Arimidex (Anastrozole)
Arimidex (Adex) will lower your Estrogen by about 50-60%. Of course, if you keep taking it that percentage accumulates so you lower 50% by another 50% and so on, you can easily end up with your Estradiol in the singles if you take it for long enough at a high enough dose and you aren’t converting much Estrogen from aromatizing gear (using low dose of Test and high dose AI). Arimidex is a good for new steroid users as if they overestimate their dosing for AI and get symptoms of low E2, they will bounce back back up fairly quickly and adjust as needed.Dosage on cycle: dosing is user dependent and you should get blood work to dial in your dose, but MOST users will find .5 mg of Arimidex E3D or E3.5D to be a good starting dose for 500-600 mg Testosterone (just for a reference). Some may need more frequent (EOD) dosing or some may even need less than E3.5D; this is really something that varies person-to-person too much and without blood work there is no way to know for sure what dosage you need.
Aromasin (Exemestane)
Aromasin (Asin) is an orally available suicidal aromatase inhibitor. Because Aromasin is steroidal this gives it a favorable Estrogen suppression profile and confers a few really awesome benefits over other anti-estrogens both on paper and in real experience. Steroidal anti-estrogens have the benefit of being lipid-friendly and they all lower SHBG which increases the ratio of free to bound Testosterone, which as many experienced bodybuilders know can have a relatively profound, positive impact on gains.It is important to understand how drugs work in order to properly dose them, Aromasin is a suicidal aromatase inhibitor, this means that it binds with aromatase enzymes and as it does so permanently disables the enzyme and destroys it. Hence the “suicidal” this compound. Just beware, if you crash your estrogen on Aromasin, it can take a long time waiting for your E2 to rise again (compared to the non-suicidal AIs), which will have a negative impact on lipid profile, joint integrity, mental health, libido and overall gains.

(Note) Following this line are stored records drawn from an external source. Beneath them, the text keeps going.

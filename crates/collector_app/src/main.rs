mod cli;

use std::process::ExitCode;
use std::sync::{mpsc, Arc};
use std::thread;

use anyhow::{Context, Result};
use clap::Parser;
use cli::Cli;
use collector_engine::{
    ensure_output_dir, ChannelProgressSink, CrawlReport, Engine, EngineEvent, PersistingResolver,
    ReqwestFetcher,
};
use collector_logging::{collector_error, collector_info, collector_warn};

fn main() -> ExitCode {
    let cli = Cli::parse();
    collector_logging::initialize(cli.log_destination(), cli.log_level());

    match run(&cli) {
        Ok(report) => {
            print_report(&report);
            ExitCode::SUCCESS
        }
        Err(err) => {
            collector_error!("{:#}", err);
            eprintln!("Error: {err:#}");
            ExitCode::FAILURE
        }
    }
}

fn run(cli: &Cli) -> Result<CrawlReport> {
    ensure_output_dir(&cli.output)
        .with_context(|| format!("cannot use output directory {:?}", cli.output))?;

    let fetcher = Arc::new(ReqwestFetcher::new(cli.fetch_settings()));
    let resolver = Arc::new(PersistingResolver::new(cli.output.clone()));
    let (event_tx, event_rx) = mpsc::channel();

    let engine = Engine::new(cli.seed.as_str(), cli.engine_config(), fetcher, resolver)
        .context("invalid crawl settings")?
        .with_progress_sink(Arc::new(ChannelProgressSink::new(event_tx)));

    // Ends when the engine, and with it the sink, is dropped.
    let printer = thread::spawn(move || {
        for event in event_rx {
            print_event(&event);
        }
    });

    collector_info!("Collecting from {} into {:?}", cli.seed, cli.output);
    let report = engine.run_blocking().context("crawl could not start")?;
    join_printer(printer);
    Ok(report)
}

/// Returns `false` if the printer thread panicked.
fn join_printer(printer: thread::JoinHandle<()>) -> bool {
    if printer.join().is_err() {
        collector_warn!("Progress printer thread panicked; some events were not shown");
        return false;
    }
    true
}

fn print_event(event: &EngineEvent) {
    match event {
        EngineEvent::Fetched {
            location,
            depth,
            bytes,
        } => println!("  fetched [depth {depth}] {location} ({bytes} bytes)"),
        EngineEvent::FetchFailed { address, error } => {
            println!("  failed  [depth {}] {}: {}", address.depth, address.location, error)
        }
        EngineEvent::Rejected { address, reason } => {
            println!("  skipped [depth {}] {}: {:?}", address.depth, address.location, reason)
        }
        _ => {}
    }
}

fn print_report(report: &CrawlReport) {
    println!();
    println!("Summary:");
    println!("  fetched:          {}", report.fetched);
    println!("  fetch failures:   {}", report.fetch_failures);
    println!("  over max depth:   {}", report.rejected_depth);
    println!("  over fetch limit: {}", report.rejected_limit);
    println!("  followed:         {}", report.resolved);
    println!("  saved, no follow: {}", report.terminal);
    println!("  resolve failures: {}", report.resolve_failures);
    let dropped = report.dropped_contents + report.dropped_addresses;
    if dropped > 0 {
        println!("  dropped at stop:  {dropped}");
    }
}
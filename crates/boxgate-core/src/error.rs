//! Error types for the boxgate-core crate

use boxgate_driver::DriverError;
use thiserror::Error;

/// Result type alias using `CoreError`
pub type Result<T> = std::result::Result<T, CoreError>;

/// Errors that can occur in bridge, cursor, and bulk operations
#[derive(Error, Debug)]
pub enum CoreError {
    /// Error reported by the storage driver, passed through unchanged
    #[error(transparent)]
    Driver(#[from] DriverError),

    /// Source of a move/copy/delete does not exist
    #[error("source not found: {0}")]
    SourceNotFound(String),

    /// Destination exists and the write mode forbids replacing it
    #[error("conflict at destination: {0}")]
    Conflict(String),

    /// A folder holds more entries than an interactive call may touch
    #[error("too many files: more than {limit} entries")]
    TooManyFiles { limit: usize },

    /// Path is not acceptable
    #[error("malformed path: {0}")]
    MalformedPath(String),

    /// Cursor could not be decoded
    #[error("malformed cursor: {0}")]
    MalformedCursor(String),

    /// Autorename ran out of candidates
    #[error("no available paths for {0}")]
    NoAvailableRename(String),

    /// A folder cannot be moved or copied below itself
    #[error("cannot move or copy a folder into itself: {0}")]
    IntoItself(String),

    /// Upload session id is unknown
    #[error("upload session not found: {0}")]
    UploadSessionNotFound(String),

    /// Upload session segments do not form one contiguous range from 0
    #[error("upload session incomplete: {0}")]
    IncompleteUpload(String),

    /// Batch job id is unknown
    #[error("job not found: {0}")]
    JobNotFound(String),

    /// Internal error
    #[error("internal error: {0}")]
    Internal(String),
}

/// Coarse classification every error maps to
#[derive(Clone, Copy, Debug, PartialEq, Eq, Hash)]
pub enum ErrorKind {
    NotFound,
    Conflict,
    TooManyFiles,
    MalformedPath,
    NoAvailableRename,
    Transient,
    Other,
}

impl ErrorKind {
    pub fn as_str(&self) -> &'static str {
        match self {
            Self::NotFound => "not_found",
            Self::Conflict => "conflict",
            Self::TooManyFiles => "too_many_files",
            Self::MalformedPath => "malformed_path",
            Self::NoAvailableRename => "no_available_rename",
            Self::Transient => "transient",
            Self::Other => "other",
        }
    }
}

impl CoreError {
    /// Whether this error means "nothing is there (yet)"
    pub fn is_not_found(&self) -> bool {
        match self {
            CoreError::Driver(e) => e.is_not_found(),
            CoreError::SourceNotFound(_)
            | CoreError::UploadSessionNotFound(_)
            | CoreError::JobNotFound(_) => true,
            _ => false,
        }
    }

    pub fn kind(&self) -> ErrorKind {
        match self {
            CoreError::Driver(e) if e.is_not_found() => ErrorKind::NotFound,
            CoreError::Driver(e) => match e {
                DriverError::AlreadyExists(_)
                | DriverError::NotADirectory(_)
                | DriverError::DirectoryNotEmpty(_) => ErrorKind::Conflict,
                DriverError::InvalidPath(_) => ErrorKind::MalformedPath,
                DriverError::Backend(_) | DriverError::Io(_) => ErrorKind::Transient,
                DriverError::NotFound(_) | DriverError::NotSupported(_) => ErrorKind::Other,
            },
            CoreError::SourceNotFound(_)
            | CoreError::UploadSessionNotFound(_)
            | CoreError::JobNotFound(_) => ErrorKind::NotFound,
            CoreError::Conflict(_) | CoreError::IntoItself(_) => ErrorKind::Conflict,
            CoreError::TooManyFiles { .. } => ErrorKind::TooManyFiles,
            CoreError::MalformedPath(_) => ErrorKind::MalformedPath,
            CoreError::NoAvailableRename(_) => ErrorKind::NoAvailableRename,
            CoreError::MalformedCursor(_)
            | CoreError::IncompleteUpload(_)
            | CoreError::Internal(_) => ErrorKind::Other,
        }
    }
}
//! Service-level handlers

use axum::{http::StatusCode, response::IntoResponse};

/// GET / - Health check
pub async fn health_check() -> impl IntoResponse {
    (StatusCode::OK, "OK")
}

Aromasin’s half life in the male body is actually very short (~9 hours) and it is quickly eliminated, however, since as soon as it enters your bloodstream it quickly destroys the aromatase enzymes present in your body, it is effective in maintaining significant reductions in estrogen for up to +72 hours after a single 25mg dose. Estrogen levels only begin to rise again after your body has begun to make new aromatase enzymes to replace the ones destroyed by Aromasin.
There is a great study on the pharmacokinetics of Aromasin in men which found the following:
- 24 hours after one 25mg dose estrogen levels are reduced by 58 ± 21%
- 3-6 days after initial dose estrogen levels return to baseline (without rebounding)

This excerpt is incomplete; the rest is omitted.